Before KRUPANSKY and RYAN, Circuit Judges, and EDWARDS, Senior Circuit Judge.

PER CURIAM.


The defendants-appellants appealed the district court's order allowing the plaintiffs-appellees to recover under fire insurance policies issued by defendants-appellants in this diversity action commenced under Michigan law. Defendants-appellants are Donald Playford Taylor (Taylor), Anthony Mitcheson (Mitcheson), and The Lincoln Insurance Company (Lincoln) (collectively, "insurers"). Taylor and Mitcheson were underwriters for Lloyd's of London. Plaintiffs-appellees are Sidney and Jocelyn Rochman (Rochmans), Leon and Martha Gutman (Gutmans) and Argyle Bowl, Inc.1 

The record disclosed the following facts. Prior to 1970, Albert and Virginia Massoll (Massolls) owned the Argyle Bowl, a bowling alley and bar located in Detroit, Michigan. On June 1, 1970, the Massolls sold the Argyle Bowl to Argyle Bowl, Inc., a corporation wholly owned by the Rochmans and the Gutmans. In January, 1981 the insurers each issued an insurance policy to insure the Rochmans and Argyle Bowl, Inc. against loss of the bowling alley by fire. The Ward Campbell Agency (Ward Campbell), as agents for the Rochmans and Argyle Bowl, Inc., procured the three virtually identical insurance policies here in issue through the Strauss Fuchs Organization (Strauss Fuchs) in Kansas City from R.J. Saex (Saex), the general agent for the insurers. The policies listed the Rochmans and "Argyle Bowling Center", a nonexistent entity, as the insureds. Each policy included the following provisions, the first of which is mandated by the Michigan Standard Fire Insurance Policy, Mich.Comp. Laws Secs. 500.2832 and 500.2806.

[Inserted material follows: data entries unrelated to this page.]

//! Service that aggregates categorized local news for authenticated
//! callers, biasing upstream searches with the caller's profile location
//! and degrading to sample data when the live search fails.

mod fallback;
mod normalize;
mod search;

use std::sync::Arc;

use actix_cors::Cors;
use actix_web::{http::header, web, App, HttpRequest, HttpResponse, HttpServer, Responder};
use futures_util::future::join_all;
use serde::{Deserialize, Serialize};
use tracing::{info, warn};

use shared::config::Settings;
use shared::dto::{Language, NewsRecord};
use shared::error::AppError;
use shared::identity::IdentityClient;
use shared::profile::ProfileClient;

use crate::search::{search_term, NewsSearchClient};

const ALL_CATEGORIES: [&str; 4] = ["agriculture", "healthcare", "education", "local news"];

#[derive(Clone)]
struct AppState {
    identity: Arc<IdentityClient>,
    profiles: Arc<ProfileClient>,
    searcher: Arc<NewsSearchClient>,
}

#[derive(Debug, Deserialize)]
struct NewsRequest {
    category: String,
    #[serde(default)]
    refresh: bool,
    #[serde(default)]
    language: Option<String>,
}

#[derive(Debug, Default, Deserialize)]
struct RefreshAllRequest {
    #[serde(default)]
    language: Option<String>,
}

#[derive(Serialize)]
struct NewsResponse {
    news: Vec<NewsRecord>,
    location: String,
    category: String,
    refreshed: bool,
    language: String,
    #[serde(skip_serializing_if = "Option::is_none")]
    fallback: Option<bool>,
    #[serde(skip_serializing_if = "Option::is_none")]
    error: Option<String>,
}

#[derive(Serialize)]
struct CategoryResult {
    category: String,
    news: Vec<NewsRecord>,
    #[serde(skip_serializing_if = "Option::is_none")]
    fallback: Option<bool>,
    #[serde(skip_serializing_if = "Option::is_none")]
    error: Option<String>,
}

#[derive(Serialize)]
struct RefreshAllResponse {
    results: Vec<CategoryResult>,
    location: String,
    language: String,
    refreshed: bool,
}

#[derive(Serialize)]
struct ErrorResponse {
    error: String,
    #[serde(skip_serializing_if = "Option::is_none")]
    details: Option<String>,
    #[serde(skip_serializing_if = "Option::is_none")]
    fallback: Option<bool>,
    #[serde(skip_serializing_if = "Vec::is_empty")]
    news: Vec<NewsRecord>,
}

#[derive(Serialize)]
struct HealthResponse {
    status: &'static str,
}

async fn healthz() -> impl Responder {
    web::Json(HealthResponse { status: "ok" })
}

fn bearer_token(req: &HttpRequest) -> Result<&str, AppError> {
    let header_value = req
        .headers()
        .get(header::AUTHORIZATION)
        .and_then(|value| value.to_str().ok())
        .unwrap_or("");
    let token = header_value.strip_prefix("Bearer ").unwrap_or("");
    if token.is_empty() {
        return Err(AppError::Unauthenticated);
    }
    Ok(token)
}

async fn authenticate(req: &HttpRequest, state: &AppState) -> Result<String, AppError> {
    let token = bearer_token(req)?;
    state.identity.verify(token).await
}

/// Translates an authentication failure into a response. Unauthenticated
/// callers get no data, not even sample data; only an internal failure
/// carries fallback records.
fn auth_error_response(err: AppError, fallback_set: Vec<NewsRecord>) -> HttpResponse {
    match err {
        AppError::Unauthenticated => HttpResponse::Unauthorized().json(ErrorResponse {
            error: err.to_string(),
            details: None,
            fallback: None,
            news: Vec::new(),
        }),
        AppError::AuthRejected(details) => HttpResponse::Unauthorized().json(ErrorResponse {
            error: "Invalid or expired credential".into(),
            details: Some(details),
            fallback: None,
            news: Vec::new(),
        }),
        other => HttpResponse::InternalServerError().json(ErrorResponse {
            error: other.to_string(),
            details: None,
            fallback: Some(true),
            news: fallback_set,
        }),
    }
}

/// Runs the fetch → normalize → fallback pipeline for one category.
/// Returns the records plus the fallback flag and error detail, if any.
async fn fetch_category(
    state: &AppState,
    term: &str,
    category: &str,
    language: Language,
    refresh: bool,
) -> (Vec<NewsRecord>, Option<bool>, Option<String>) {
    match state.searcher.fetch(term, language, refresh).await {
        Ok(payload) => {
            let records = normalize::normalize_news(&payload, category);
            if records.is_empty() {
                info!(%category, "no usable upstream news, serving sample data");
                (fallback::fallback_news(category, language), Some(true), None)
            } else {
                (records, None, None)
            }
        }
        Err(err) => {
            warn!(%category, error = %err, "news search failed, serving sample data");
            (
                fallback::fallback_news(category, language),
                Some(true),
                Some(err.to_string()),
            )
        }
    }
}

async fn news(
    req: HttpRequest,
    state: web::Data<AppState>,
    body: web::Json<NewsRequest>,
) -> impl Responder {
    let body = body.into_inner();
    let language = body
        .language
        .as_deref()
        .map(Language::parse_or_default)
        .unwrap_or_default();

    let caller = match authenticate(&req, &state).await {
        Ok(caller) => caller,
        Err(err) => {
            return auth_error_response(err, fallback::fallback_news(&body.category, language))
        }
    };

    info!(category = %body.category, %language, refresh = body.refresh, "news query");

    let location = state.profiles.location_for(&caller).await.display_string();
    let term = search_term(&body.category, &location);
    let (records, fallback, error) =
        fetch_category(&state, &term, &body.category, language, body.refresh).await;

    HttpResponse::Ok().json(NewsResponse {
        news: records,
        location,
        category: body.category,
        refreshed: body.refresh,
        language: language.to_string(),
        fallback,
        error,
    })
}

/// Refreshes every category at once. The four fetches run concurrently and
/// each branch's outcome is captured independently; one failing category
/// never cancels its siblings.
async fn refresh_all(
    req: HttpRequest,
    state: web::Data<AppState>,
    body: Option<web::Json<RefreshAllRequest>>,
) -> impl Responder {
    let language = body
        .map(web::Json::into_inner)
        .unwrap_or_default()
        .language
        .as_deref()
        .map(Language::parse_or_default)
        .unwrap_or_default();

    let caller = match authenticate(&req, &state).await {
        Ok(caller) => caller,
        Err(err) => return auth_error_response(err, Vec::new()),
    };

    info!(%language, "refreshing all news categories");

    let location = state.profiles.location_for(&caller).await.display_string();
    let state_ref = state.get_ref();
    let location_ref = location.as_str();

    let fetches = ALL_CATEGORIES.iter().map(|category| async move {
        let term = search_term(category, location_ref);
        let (news, fallback, error) =
            fetch_category(state_ref, &term, category, language, true).await;
        CategoryResult {
            category: (*category).to_string(),
            news,
            fallback,
            error,
        }
    });
    let results = join_all(fetches).await;

    HttpResponse::Ok().json(RefreshAllResponse {
        results,
        location,
        language: language.to_string(),
        refreshed: true,
    })
}

fn permissive_cors() -> Cors {
    Cors::default()
        .allow_any_origin()
        .allowed_methods(vec!["GET", "POST", "OPTIONS"])
        .allowed_headers(vec!["authorization", "x-client-info", "apikey", "content-type"])
        .max_age(3600)
}

#[actix_web::main]
async fn main() -> std::io::Result<()> {
    tracing_subscriber::fmt()
        .with_env_filter(tracing_subscriber::EnvFilter::from_default_env())
        .init();

    let settings = Settings::new().expect("configuration error");
    let timeout = settings.upstream_timeout();
    let state = AppState {
        identity: Arc::new(
            IdentityClient::new(
                settings.identity_base_url.clone(),
                settings.service_api_key.clone(),
                timeout,
            )
            .expect("identity client"),
        ),
        profiles: Arc::new(
            ProfileClient::new(
                settings.profile_base_url.clone(),
                settings.service_api_key.clone(),
                timeout,
            )
            .expect("profile client"),
        ),
        searcher: Arc::new(
            NewsSearchClient::new(
                settings.news_api_url.clone(),
                settings.news_api_key.clone(),
                timeout,
            )
            .expect("news search client"),
        ),
    };

    let bind_addr = format!("{}:{}", settings.http_bind, settings.news_http_port);
    info!(%bind_addr, "starting news-api");

    HttpServer::new(move || {
        App::new()
            .app_data(web::Data::new(state.clone()))
            .wrap(permissive_cors())
            .route("/healthz", web::get().to(healthz))
            .route("/news", web::post().to(news))
            .route("/news/refresh-all", web::post().to(refresh_all))
    })
    .bind(bind_addr)?
    .run()
    .await
}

This entire policy shall be void if, whether before or after a loss, the insured has willfully concealed or misrepresented any material fact or circumstance concerning the insurance or the subject thereof....

* * *

Concealment and Fraud. This policy is void if any insured has intentionally concealed or misrepresented material facts or circumstances relating to the insurance.

(emphasis added)

On December 3, 1981, Argyle Bowl, Inc. sold its interest in the bowling alley to James Barker (Barker) and BFH, a corporation owned by Barker and his wife. Thereafter, on January 21, 1982, the Rochmans and Argyle Bowl, Inc. renewed the three policies in their existing form for a period of one year. After he purchased the bowling alley, Barker changed insurance agents to the Les Bowden Agency (Les Bowden), which interacted with Saex through the Firestone Agency (Firestone) and thereafter all premiums on the policies were paid through his newly designated representative. On February 4, 1982, Firestone instructed Saex to add Barker and BFH as named insureds on the three policies. One day later, Saex approved Firestone's request of the previous day, and Firestone issued an insurance binder to reflect Barker's and BFH's addition as named insureds on each of the three policies. On February 12, 1982, Saex supplemented the existing policies with endorsements to each wherein Saex added Barker and BFH as named insureds. The endorsements did not delete or cancel the Rochmans or Argyle Bowling Center as named insureds under the existing policies, and further reconfirmed all other terms and conditions of the policies.

On February 11, 1982, Strauss Fuchs, by written notice and without the knowledge or authority from Rochmans, Argyle Bowl, Inc., or Ward Campbell, advised Saex that the policies had been "flat cancelled" because premiums had not been paid on the policies. It appears that all accrued premiums on the policies had been timely paid by Barker through Les Bowden and Firestone.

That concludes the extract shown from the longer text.